Having gone through all of these, and given that I have made a few assumptions to map all of the terms I think exploiting the full (with perhaps a few group terms hidden) AAT materials list might be better.

But as noted above I think we need to add an extra field with a list of object types. Perhaps, if we go for a big list, some content from: Visual and Verbal Communication (hierarchy name) - https://www.getty.edu/vow/AATHierarchy?find=&logic=AND&note=&subjectid=300264552

kobbejager commented 5 months ago

I also have the feeling that we should opt for the full AAT materials list as much as possible. If necessary, we could indeed leave out (some of) the group terms. Since we have to start from scratch, I wouldn't care too much with what we had under IPERION HS.

How do we do this? Should we reference directly to the AAT term (pid), or do we make a copy of the terms in vocab.e-rihs.io? The former solution would require adding a second source to your ecls script. The latter is probably easier and more durable?

Not sure what to do with object types. Possibly in another field, if the same information cannot be captured with materials. Certainly not mixing them with the materials list. Should we ask Laura?

jpadfield commented 5 months ago

I think indicating that a service specialises in examining particular types or classes of objects would be just as useful as indicating which materials they work on. Yes I think it would be good to talk to Laura - should I do this?

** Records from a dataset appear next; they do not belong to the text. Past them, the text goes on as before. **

//! CLI command implementations.
//!
//! Each `run_*` function drives one [`Session`] (or a provider directly) and
//! prints human-readable output to stdout. Notices are printed to stderr as
//! warnings and do not make the command fail.

use anyhow::{bail, Result};
use std::path::Path;
use std::sync::Arc;
use std::time::Duration;

use crate::config::Config;
use crate::error::Notice;
use crate::export::{render_summary, write_export, ExportFormat};
use crate::models::{CandidateItem, ItemKind, ResultSet, SourceTag, SummaryRecord};
use crate::session::{summarize_candidate, SearchForm, Session};
use crate::ticker::{fetch_display, spawn_ticker};
use crate::traits::Providers;

/// What to generate for a picked search result.
#[derive(Debug, Clone, Copy, PartialEq, Eq)]
pub enum GenerateMode {
    Summary,
    Recommend,
    Insight,
}

impl GenerateMode {
    pub fn parse(s: &str) -> Option<Self> {
        match s {
            "summary" => Some(Self::Summary),
            "recommend" => Some(Self::Recommend),
            "insight" => Some(Self::Insight),
            _ => None,
        }
    }
}

fn warn_notice(notice: &Notice) {
    eprintln!("warning: {}", notice);
}

// ============ search ============

pub async fn run_search(config: Config, providers: Providers, form: &SearchForm, json: bool) -> Result<()> {
    let mut session = Session::new(Arc::new(config), providers);
    let outcome = session.search(form).await;
    if let Some(notice) = &outcome.notice {
        warn_notice(notice);
    }

    let Some(results) = session.current_results() else {
        return Ok(());
    };
    if json {
        println!("{}", serde_json::to_string_pretty(results)?);
    } else {
        print_results(results);
    }
    Ok(())
}

fn print_results(results: &ResultSet) {
    if results.is_empty() {
        println!("No results.");
        return;
    }
    println!(
        "{} result(s) for \"{}\" ({} reported by provider)\n",
        results.items.len(),
        results.query,
        results.total_count
    );
    for (i, item) in results.items.iter().enumerate() {
        print_item(i + 1, item);
    }
}

fn print_item(n: usize, item: &CandidateItem) {
    let kind = match item.kind {
        ItemKind::Video => "video",
        ItemKind::Article => "article",
        ItemKind::Financial => "stock",
    };
    println!("{}. [{}] {}", n, kind, item.title);
    if let Some(published) = item.published_at {
        println!("    published: {}", published.format("%Y-%m-%d %H:%M"));
    }
    if let Some(channel) = item.metadata.channel.as_deref().or(item.metadata.source_name.as_deref()) {
        println!("    source: {}", channel);
    }
    if let Some(views) = item.metadata.view_count {
        match item.metadata.like_count {
            Some(likes) => println!("    views: {}  likes: {}", views, likes),
            None => println!("    views: {}", views),
        }
    }
    if let Some(close) = item.metadata.last_close {
        println!("    last close: {:.2}", close);
    }
    if !item.url.is_empty() {
        println!("    url: {}", item.url);
    }
    if !item.description.trim().is_empty() {
        println!("    excerpt: \"{}\"", excerpt(&item.description, 160));
    }
    println!("    id: {}", item.id);
    println!();
}

fn excerpt(text: &str, max_chars: usize) -> String {
    let flat = text.replace('\n', " ");
    let flat = flat.trim();
    match flat.char_indices().nth(max_chars) {
        Some((cut, _)) => format!("{}…", &flat[..cut]),
        None => flat.to_string(),
    }
}

// ============ summarize ============

/// Search, then generate for the `pick`-th result (1-based).
pub async fn run_summarize(
    config: Config,
    providers: Providers,
    form: &SearchForm,
    pick: usize,
    mode: GenerateMode,
    output: Option<&Path>,
) -> Result<()> {
    if pick == 0 {
        bail!("--item is 1-based");
    }
    let mut session = Session::new(Arc::new(config), providers);
    let outcome = session.search(form).await;
    if let Some(notice) = &outcome.notice {
        warn_notice(notice);
    }
    if session.current_results().map_or(true, ResultSet::is_empty) {
        return Ok(());
    }

    let Some(item) = session
        .current_results()
        .and_then(|r| r.items.get(pick - 1))
        .cloned()
    else {
        let count = session.current_results().map_or(0, |r| r.items.len());
        bail!("only {} result(s); cannot pick item {}", count, pick);
    };
    eprintln!("Generating for: {}", item.title);

    match mode {
        GenerateMode::Summary => {
            let outcome = session.summarize_item(&item.id).await;
            print_summary_outcome(outcome.value.as_ref(), outcome.notice.as_ref());
            if let (Some(path), None) = (output, &outcome.notice) {
                export_to(&session, path)?;
            }
        }
        GenerateMode::Recommend => {
            let outcome = session.recommend(&item.id).await;
            match (outcome.value, outcome.notice) {
                (Some(text), _) => println!("{}", text),
                (None, Some(notice)) => warn_notice(&notice),
                (None, None) => {}
            }
        }
        GenerateMode::Insight => {
            let outcome = session.insight(&item.id).await;
            match (outcome.value, outcome.notice) {
                (Some(insight), _) => {
                    println!("Tags: {}", insight.tags.join(", "));
                    println!("Importance: {}/5", insight.importance);
                }
                (None, Some(notice)) => warn_notice(&notice),
                (None, None) => {}
            }
        }
    }
    Ok(())
}

fn print_summary_outcome(record: Option<&SummaryRecord>, notice: Option<&Notice>) {
    if let Some(notice) = notice {
        warn_notice(notice);
    }
    if let Some(record) = record {
        println!("{}", record.text);
    }
}

fn export_to(session: &Session, path: &Path) -> Result<()> {
    let content = render_summary(
        session.current_summary(),
        session.current_results(),
        ExportFormat::for_path(path),
    )?;
    write_export(&content, Some(path))
}

// ============ brief ============

/// Videos and articles for the same keywords, analysed together.
pub async fn run_brief(
    config: Config,
    providers: Providers,
    form: &SearchForm,
    topic: Option<&str>,
    output: Option<&Path>,
) -> Result<()> {
    let form = SearchForm {
        source: SourceTag::Mixed,
        ..form.clone()
    };
    let mut session = Session::new(Arc::new(config), providers);
    let outcome = session.search(&form).await;
    if let Some(notice) = &outcome.notice {
        warn_notice(notice);
    }
    // A failed source still leaves the other's results to analyse.
    let Some(results) = session.current_results().filter(|r| !r.is_empty()) else {
        return Ok(());
    };
    eprintln!("Analysing {} source(s)...", results.items.len());

    let outcome = session.aggregate(topic).await;
    print_summary_outcome(outcome.value.as_ref(), outcome.notice.as_ref());
    if let (Some(path), None) = (output, &outcome.notice) {
        export_to(&session, path)?;
    }
    Ok(())
}

// ============ stock / financials ============

pub async fn run_stock(config: Config, providers: Providers, company: &str, json: bool) -> Result<()> {
    let form = SearchForm {
        source: SourceTag::Financial,
        ..SearchForm::keywords([company])
    };
    run_search(config, providers, &form, json).await
}

/// Statement analysis for one symbol, without a prior lookup.
pub async fn run_financials(config: Config, providers: Providers, symbol: &str, output: Option<&Path>) -> Result<()> {
    let symbol = symbol.trim();
    if symbol.is_empty() {
        warn_notice(&Notice::UserInputMissing);
        return Ok(());
    }
    let item = CandidateItem::new(symbol, ItemKind::Financial, symbol);
    match summarize_candidate(&providers, &config.pipeline, &item).await {
        Ok(text) => {
            println!("{}", text);
            if let Some(path) = output {
                write_export(&text, Some(path))?;
            }
        }
        Err(e) => warn_notice(&Notice::from(e)),
    }
    Ok(())
}

// ============ ticker ============

/// Print the index line once, or every interval until Ctrl-C.
pub async fn run_ticker(config: Config, providers: Providers, once: bool) -> Result<()> {
    let symbols = config.ticker.symbols.clone();
    if symbols.is_empty() {
        bail!("no [ticker].symbols configured");
    }

    if once {
        match fetch_display(providers.market.as_ref(), &symbols).await {
            Some(line) => println!("{}", line),
            None => warn_notice(&Notice::UpstreamUnavailable(
                "no index prices could be fetched".to_string(),
            )),
        }
        return Ok(());
    }

    let handle = spawn_ticker(
        providers.market.clone(),
        symbols,
        Duration::from_secs(config.ticker.interval_secs.max(1)),
    );
    let mut rx = handle.subscribe();
    loop {
        tokio::select! {
            changed = rx.changed() => {
                if changed.is_err() {
                    break;
                }
                let line = rx.borrow_and_update().clone();
                println!("{} {}", chrono::Local::now().format("%H:%M:%S"), line);
            }
            _ = tokio::signal::ctrl_c() => break,
        }
    }
    handle.shutdown().await;
    Ok(())
}

#[cfg(test)]
mod tests {
    use super::*;

    #[test]
    fn test_excerpt_truncates_on_char_boundary() {
        assert_eq!(excerpt("short\ntext", 20), "short text");
        assert_eq!(excerpt("한국어 텍스트", 3), "한국어…");
    }

    #[test]
    fn test_generate_mode_parse() {
        assert_eq!(GenerateMode::parse("insight"), Some(GenerateMode::Insight));
        assert_eq!(GenerateMode::parse("poem"), None);
    }
}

I think we should be consistent about the source of our controlled lists so adding them to opentheso would seem sensible - there is the Editorial issue of adding new terms as the AAT develops ... however it also gives us the flexibility to add extra terms if we need them, and then we might send these back to AAT. Adding then to Opentheso would then make it easy for us to remove terms, mainly the AAT uses for their hierarchy that we might not need in a materials list.

However I can relatively easily create a stub collection in Opentheso - but when that is requested via the ecls script it just returns the full aat material list.

jpadfield commented 5 months ago

We could use a variation of the following python (though this one only pulls English descriptions) to pull the terms from AAT, cache them locally, for general use but have the option to refresh as required:

#!/usr/bin/python3

import requests
import json

# Starting AAT term URI
aat_uri = "300010358"
#materials (substances) (Materials (hierarchy name))
#Note: The matter or substance from which a thing is or may be made; the tangible substance that goes into the makeup of an art work or other physical object. Physical substances, either naturally or synthetically derived, range from specific materials to types of material. Materials may be designated by their properties, or by function or form. Included are raw materials and processed materials.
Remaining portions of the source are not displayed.